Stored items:
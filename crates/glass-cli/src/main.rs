//! glass - command-line front end
//!
//! Runs the same preprocessing the viewer applies on load, and reads or
//! edits the viewer configuration.

mod commands;

use std::path::PathBuf;

use anyhow::Result;
use clap::{ArgAction, Parser, Subcommand};
use glass_core::RenderingIntent;
use tracing_subscriber::EnvFilter;

#[derive(Debug, Parser)]
#[command(name = "glass", version, about = "Inspect and normalize images the way the viewer does")]
struct Cli {
    /// More logging (-v info, -vv debug, -vvv trace); overrides RUST_LOG
    #[arg(short, long, action = ArgAction::Count, global = true)]
    verbose: u8,

    /// Config file to use instead of the platform default
    #[arg(long, global = true, value_name = "PATH")]
    config: Option<PathBuf>,

    #[command(subcommand)]
    command: Command,
}

#[derive(Debug, Subcommand)]
enum Command {
    /// Show dimensions, color profile and orientation of an image
    Info {
        file: PathBuf,
        /// Print a JSON report
        #[arg(long)]
        json: bool,
    },
    /// Apply EXIF orientation and color profile normalization, then save
    Normalize(NormalizeArgs),
    /// List the built-in color profiles
    Profiles,
    /// Read or change configuration values
    Config {
        #[command(subcommand)]
        action: ConfigAction,
    },
}

#[derive(Debug, clap::Args)]
pub struct NormalizeArgs {
    pub input: PathBuf,
    pub output: PathBuf,
    /// Target profile: a built-in name or an ICC file path
    #[arg(long)]
    pub profile: Option<String>,
    /// Convert tagged images too, not just untagged ones
    #[arg(long)]
    pub apply_to_all: bool,
    /// Rendering intent for profile conversion (perceptual, relative, saturation, absolute)
    #[arg(long)]
    pub intent: Option<RenderingIntent>,
    /// JPEG quality for the output
    #[arg(long, value_parser = clap::value_parser!(u8).range(1..=100))]
    pub quality: Option<u8>,
}

#[derive(Debug, Subcommand)]
pub enum ConfigAction {
    /// Print every effective setting
    Show,
    /// Print one setting
    Get { key: String },
    /// Store a setting in the config file
    Set { key: String, value: String },
}

fn init_logging(verbose: u8) {
    let filter = match verbose {
        0 => EnvFilter::try_from_default_env().unwrap_or_else(|_| EnvFilter::new("warn")),
        1 => EnvFilter::new("info"),
        2 => EnvFilter::new("debug"),
        _ => EnvFilter::new("trace"),
    };
    tracing_subscriber::fmt()
        .with_env_filter(filter)
        .with_writer(std::io::stderr)
        .init();
}

fn main() -> Result<()> {
    let cli = Cli::parse();
    init_logging(cli.verbose);

    let config = commands::open_config(cli.config.as_deref())?;

    match cli.command {
        Command::Info { file, json } => commands::info(&config, &file, json),
        Command::Normalize(args) => commands::normalize(&config, &args),
        Command::Profiles => commands::profiles(&config),
        Command::Config { action } => commands::config(config, action),
    }
}
//! Flat key/value configuration file
//!
//! Every value is a string; typed interpretation happens in
//! [`Settings`](super::Settings). The file is a JSON object of strings so it
//! stays hand-editable.

use std::collections::BTreeMap;
use std::fs;
use std::path::{Path, PathBuf};

use tracing::debug;

use crate::Result;

/// String key/value store backed by a file
#[derive(Debug, Clone, Default)]
pub struct ConfigFile {
    path: Option<PathBuf>,
    values: BTreeMap<String, String>,
}

impl ConfigFile {
    /// Empty store that is never written to disk
    pub fn in_memory() -> Self {
        Self::default()
    }

    /// Load `path`. A missing file gives an empty store bound to that path.
    pub fn open(path: impl AsRef<Path>) -> Result<Self> {
        let path = path.as_ref();
        let values = if path.exists() {
            let text = fs::read_to_string(path)?;
            if text.trim().is_empty() {
                BTreeMap::new()
            } else {
                serde_json::from_str(&text)?
            }
        } else {
            debug!(path = %path.display(), "config file not found, starting empty");
            BTreeMap::new()
        };

        Ok(Self {
            path: Some(path.to_path_buf()),
            values,
        })
    }

    /// File this store is bound to
    pub fn path(&self) -> Option<&Path> {
        self.path.as_deref()
    }

    /// Value for `key`, or `default` when unset
    pub fn get(&self, key: &str, default: &str) -> String {
        self.values
            .get(key)
            .cloned()
            .unwrap_or_else(|| default.to_string())
    }

    /// Value for `key`, if set
    pub fn get_opt(&self, key: &str) -> Option<&str> {
        self.values.get(key).map(String::as_str)
    }

    pub fn set(&mut self, key: impl Into<String>, value: impl Into<String>) {
        self.values.insert(key.into(), value.into());
    }

    pub fn remove(&mut self, key: &str) -> Option<String> {
        self.values.remove(key)
    }

    /// All entries, sorted by key
    pub fn iter(&self) -> impl Iterator<Item = (&str, &str)> {
        self.values.iter().map(|(k, v)| (k.as_str(), v.as_str()))
    }

    /// Write back to the bound path, creating parent directories.
    ///
    /// In-memory stores are a no-op.
    pub fn save(&self) -> Result<()> {
        let Some(path) = &self.path else {
            return Ok(());
        };
        if let Some(parent) = path.parent() {
            fs::create_dir_all(parent)?;
        }
        let text = serde_json::to_string_pretty(&self.values)?;
        fs::write(path, text)?;
        debug!(path = %path.display(), entries = self.values.len(), "saved config");
        Ok(())
    }
}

Aim of the task:
All the records, from start to finish, are to be repeated exactly.

Answer for the task:
filename crates/glass-cli/src/main.rs
//! glass - command-line front end
//!
//! Runs the same preprocessing the viewer applies on load, and reads or
//! edits the viewer configuration.

mod commands;

use std::path::PathBuf;

use anyhow::Result;
use clap::{ArgAction, Parser, Subcommand};
use glass_core::RenderingIntent;
use tracing_subscriber::EnvFilter;

#[derive(Debug, Parser)]
#[command(name = "glass", version, about = "Inspect and normalize images the way the viewer does")]
struct Cli {
    /// More logging (-v info, -vv debug, -vvv trace); overrides RUST_LOG
    #[arg(short, long, action = ArgAction::Count, global = true)]
    verbose: u8,

    /// Config file to use instead of the platform default
    #[arg(long, global = true, value_name = "PATH")]
    config: Option<PathBuf>,

    #[command(subcommand)]
    command: Command,
}

#[derive(Debug, Subcommand)]
enum Command {
    /// Show dimensions, color profile and orientation of an image
    Info {
        file: PathBuf,
        /// Print a JSON report
        #[arg(long)]
        json: bool,
    },
    /// Apply EXIF orientation and color profile normalization, then save
    Normalize(NormalizeArgs),
    /// List the built-in color profiles
    Profiles,
    /// Read or change configuration values
    Config {
        #[command(subcommand)]
        action: ConfigAction,
    },
}

#[derive(Debug, clap::Args)]
pub struct NormalizeArgs {
    pub input: PathBuf,
    pub output: PathBuf,
    /// Target profile: a built-in name or an ICC file path
    #[arg(long)]
    pub profile: Option<String>,
    /// Convert tagged images too, not just untagged ones
    #[arg(long)]
    pub apply_to_all: bool,
    /// Rendering intent for profile conversion (perceptual, relative, saturation, absolute)
    #[arg(long)]
    pub intent: Option<RenderingIntent>,
    /// JPEG quality for the output
    #[arg(long, value_parser = clap::value_parser!(u8).range(1..=100))]
    pub quality: Option<u8>,
}

#[derive(Debug, Subcommand)]
pub enum ConfigAction {
    /// Print every effective setting
    Show,
    /// Print one setting
    Get { key: String },
    /// Store a setting in the config file
    Set { key: String, value: String },
}

fn init_logging(verbose: u8) {
    let filter = match verbose {
        0 => EnvFilter::try_from_default_env().unwrap_or_else(|_| EnvFilter::new("warn")),
        1 => EnvFilter::new("info"),
        2 => EnvFilter::new("debug"),
        _ => EnvFilter::new("trace"),
    };
    tracing_subscriber::fmt()
        .with_env_filter(filter)
        .with_writer(std::io::stderr)
        .init();
}

fn main() -> Result<()> {
    let cli = Cli::parse();
    init_logging(cli.verbose);

    let config = commands::open_config(cli.config.as_deref())?;

    match cli.command {
        Command::Info { file, json } => commands::info(&config, &file, json),
        Command::Normalize(args) => commands::normalize(&config, &args),
        Command::Profiles => commands::profiles(&config),
        Command::Config { action } => commands::config(config, action),
    }
}
//! Flat key/value configuration file
//!
//! Every value is a string; typed interpretation happens in
//! [`Settings`](super::Settings). The file is a JSON object of strings so it
//! stays hand-editable.

use std::collections::BTreeMap;
use std::fs;
use std::path::{Path, PathBuf};

use tracing::debug;

use crate::Result;

/// String key/value store backed by a file
#[derive(Debug, Clone, Default)]
pub struct ConfigFile {
    path: Option<PathBuf>,
    values: BTreeMap<String, String>,
}

impl ConfigFile {
    /// Empty store that is never written to disk
    pub fn in_memory() -> Self {
        Self::default()
    }

    /// Load `path`. A missing file gives an empty store bound to that path.
    pub fn open(path: impl AsRef<Path>) -> Result<Self> {
        let path = path.as_ref();
        let values = if path.exists() {
            let text = fs::read_to_string(path)?;
            if text.trim().is_empty() {
                BTreeMap::new()
            } else {
                serde_json::from_str(&text)?
            }
        } else {
            debug!(path = %path.display(), "config file not found, starting empty");
            BTreeMap::new()
        };

        Ok(Self {
            path: Some(path.to_path_buf()),
            values,
        })
    }

    /// File this store is bound to
    pub fn path(&self) -> Option<&Path> {
        self.path.as_deref()
    }

    /// Value for `key`, or `default` when unset
    pub fn get(&self, key: &str, default: &str) -> String {
        self.values
            .get(key)
            .cloned()
            .unwrap_or_else(|| default.to_string())
    }

    /// Value for `key`, if set
    pub fn get_opt(&self, key: &str) -> Option<&str> {
        self.values.get(key).map(String::as_str)
    }

    pub fn set(&mut self, key: impl Into<String>, value: impl Into<String>) {
        self.values.insert(key.into(), value.into());
    }

    pub fn remove(&mut self, key: &str) -> Option<String> {
        self.values.remove(key)
    }

    /// All entries, sorted by key
    pub fn iter(&self) -> impl Iterator<Item = (&str, &str)> {
        self.values.iter().map(|(k, v)| (k.as_str(), v.as_str()))
    }

    /// Write back to the bound path, creating parent directories.
    ///
    /// In-memory stores are a no-op.
    pub fn save(&self) -> Result<()> {
        let Some(path) = &self.path else {
            return Ok(());
        };
        if let Some(parent) = path.parent() {
            fs::create_dir_all(parent)?;
        }
        let text = serde_json::to_string_pretty(&self.values)?;
        fs::write(path, text)?;
        debug!(path = %path.display(), entries = self.values.len(), "saved config");
        Ok(())
    }
}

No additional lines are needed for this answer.